Девочка вновь на посту возле ворот. Я пытаюсь не обращать на нее внимания.
Сочинение – занятие очень медленное. После хаоса мятежа и смерти португальца-капитана, после встречи с Крузо и знакомства кое с чем из жизни на острове – что еще могу я рассказать? В груди Крузо и Пятницы таилось слишком мало желаний – спастись, начать новую жизнь. Мыслим ли рассказ, в котором нет желаний? Несмотря на террасы, это был остров лени. Я спрашиваю себя, как поступали историки кораблекрушений до меня – скорей всего, в отчаянии они начинали лгать.
И все же я упорствую. Художник, рисующий унылую картину – например, два человека копают землю, – имеет в своем распоряжении разнообразные средства, с помощью которых он может обогатить то, что он изображает. Он может сделать кожу первого золотистой, а коже второго придать оттенок черной сажи, создавая контраст светлых и темных тонов. Искусно воссоздавая их рабочие позы, он может показать, кто из них хозяин и кто раб. А чтобы оживить свою композицию, он может внести в нее то, чего не было в тот день, когда он писал с натуры, но могло быть в другие дни, скажем двух чаек, кружащихся в вышине, клюв одной раскрыт в крике, а в углу, на далеких утесах, стаю обезьян.
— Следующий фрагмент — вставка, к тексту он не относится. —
use anyhow::{Context, Result};
use chrono::{DateTime, FixedOffset, Local};
use clap::Parser;
use rustyline::error::ReadlineError;
use rustyline::DefaultEditor;
use smart_labels::config::SchemaConfig;
use smart_labels::search::{search, search_examples, INVALID_CRITERIA, MATCH_LIMIT};
use smart_labels::sql_compiler::SqlCompiler;
use smart_labels::{compile_filter, parse, SyntaxError, Track};
use std::fs;
use std::path::{Path, PathBuf};
use tracing_subscriber::EnvFilter;

/// Compile smart label criteria into predicates and SQL.
#[derive(Debug, Parser)]
#[command(name = "smart_labels", version)]
struct Args {
    /// Criteria to compile. Starts an interactive prompt when omitted.
    criteria: Option<String>,

    /// JSON file mapping the track schema
    #[arg(long)]
    schema: Option<PathBuf>,

    /// JSON array of tracks to search
    #[arg(long)]
    tracks: Option<PathBuf>,

    /// Evaluation time as RFC 3339 (defaults to the local clock)
    #[arg(long, value_parser = DateTime::parse_from_rfc3339)]
    now: Option<DateTime<FixedOffset>>,

    /// User whose tracks the SQL is scoped to
    #[arg(long, default_value_t = 1)]
    user_id: i64,

    /// Print predicates as JSON
    #[arg(long)]
    json: bool,
}

fn setup_logging() {
    let filter = EnvFilter::try_from_default_env().unwrap_or_else(|_| EnvFilter::new("warn"));
    tracing_subscriber::fmt()
        .with_env_filter(filter)
        .with_writer(std::io::stderr)
        .init();
}

/// Loads the schema mapping, falling back to the default one.
fn create_compiler(path: Option<&Path>) -> SqlCompiler {
    let Some(path) = path else {
        return SqlCompiler::default();
    };
    match SchemaConfig::from_json_file(path) {
        Ok(schema) => {
            tracing::info!(path = %path.display(), "using schema config");
            SqlCompiler::new(schema)
        }
        Err(e) => {
            tracing::warn!(error = %e, "failed to load schema config, using default schema");
            SqlCompiler::default()
        }
    }
}

fn load_tracks(path: &Path) -> Result<Vec<Track>> {
    let content = fs::read_to_string(path)
        .with_context(|| format!("failed to read tracks file {}", path.display()))?;
    let tracks: Vec<Track> = serde_json::from_str(&content)
        .with_context(|| format!("failed to parse tracks file {}", path.display()))?;
    tracing::info!(count = tracks.len(), "loaded tracks");
    Ok(tracks)
}

struct Session {
    compiler: SqlCompiler,
    tracks: Vec<Track>,
    now: DateTime<FixedOffset>,
    user_id: i64,
    json: bool,
}

impl Session {
    fn run(&self, source: &str) -> Result<()> {
        let predicate = match compile_filter(source, &self.now) {
            Ok(predicate) => predicate,
            Err(e) => {
                report_error(source, &e);
                return Ok(());
            }
        };

        match &predicate {
            None => println!("criteria:  (none, matches every track)"),
            Some(predicate) => {
                // Canonical form of what was understood
                if let Ok(expr) = parse(source) {
                    println!("criteria:  {}", expr);
                }
                if self.json {
                    println!("predicate: {}", serde_json::to_string_pretty(predicate)?);
                } else {
                    println!("predicate: {:#?}", predicate);
                }
            }
        }

        let select = self
            .compiler
            .select_tracks(predicate.as_ref(), self.user_id, Some(MATCH_LIMIT as u64));
        println!("sql:       {}", self.compiler.to_sql(&select));

        if !self.tracks.is_empty() {
            let summary = search(source, &self.now, &self.tracks)?;
            println!("matches:   {}", summary.match_count);
            for name in &summary.match_examples {
                println!("  • {}", name);
            }
        }
        Ok(())
    }

    fn print_examples(&self) {
        let mut labels: Vec<String> = self
            .tracks
            .iter()
            .flat_map(|track| track.labels.iter().cloned())
            .collect();
        labels.sort();
        for example in search_examples(&labels, &self.tracks) {
            println!("{:<32} {}", example.value, example.description);
        }
    }
}

/// Prints the error with a marker under the offending input.
fn report_error(source: &str, error: &SyntaxError) {
    println!("✗ {}: {}", INVALID_CRITERIA, error);
    if let Some(span) = error.span() {
        let offset = source[..span.start].chars().count();
        let width = source[span.start..span.end].chars().count().max(1);
        println!("  {}", source);
        println!("  {}{}", " ".repeat(offset), "^".repeat(width));
    }
}

fn repl(session: &Session) -> Result<()> {
    println!("--- Smart labels: criteria compiler ---");
    println!("now: {}", session.now.to_rfc3339());
    println!("Type criteria, :examples for suggestions, :quit to exit.\n");

    let mut editor = DefaultEditor::new()?;
    loop {
        match editor.readline("criteria> ") {
            Ok(line) => {
                let line = line.trim();
                editor.add_history_entry(line)?;
                match line {
                    ":quit" | ":q" => break,
                    ":examples" => session.print_examples(),
                    _ => session.run(line)?,
                }
                println!();
            }
            Err(ReadlineError::Interrupted | ReadlineError::Eof) => break,
            Err(e) => return Err(e.into()),
        }
    }
    Ok(())
}

fn main() -> Result<()> {
    setup_logging();
    let args = Args::parse();

    let tracks = match &args.tracks {
        Some(path) => load_tracks(path)?,
        None => Vec::new(),
    };

    let session = Session {
        compiler: create_compiler(args.schema.as_deref()),
        tracks,
        now: args.now.unwrap_or_else(|| Local::now().fixed_offset()),
        user_id: args.user_id,
        json: args.json,
    };

    match &args.criteria {
        Some(criteria) => session.run(criteria),
        None => repl(&session),
    }
}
Итак, мы видим, как художник отбирает, сопоставляет, добавляет детали, чтобы картина радовала глаз полнотой своего содержания. Рассказчик же, напротив (простите меня, если бы вы были здесь, во плоти, я никогда не стала бы вас учить ремеслу рассказчика!), должен предугадать, какие эпизоды рассказа обещают оказаться полнокровными, выявить их скрытый смысл и сплести их воедино, как сплетают канат.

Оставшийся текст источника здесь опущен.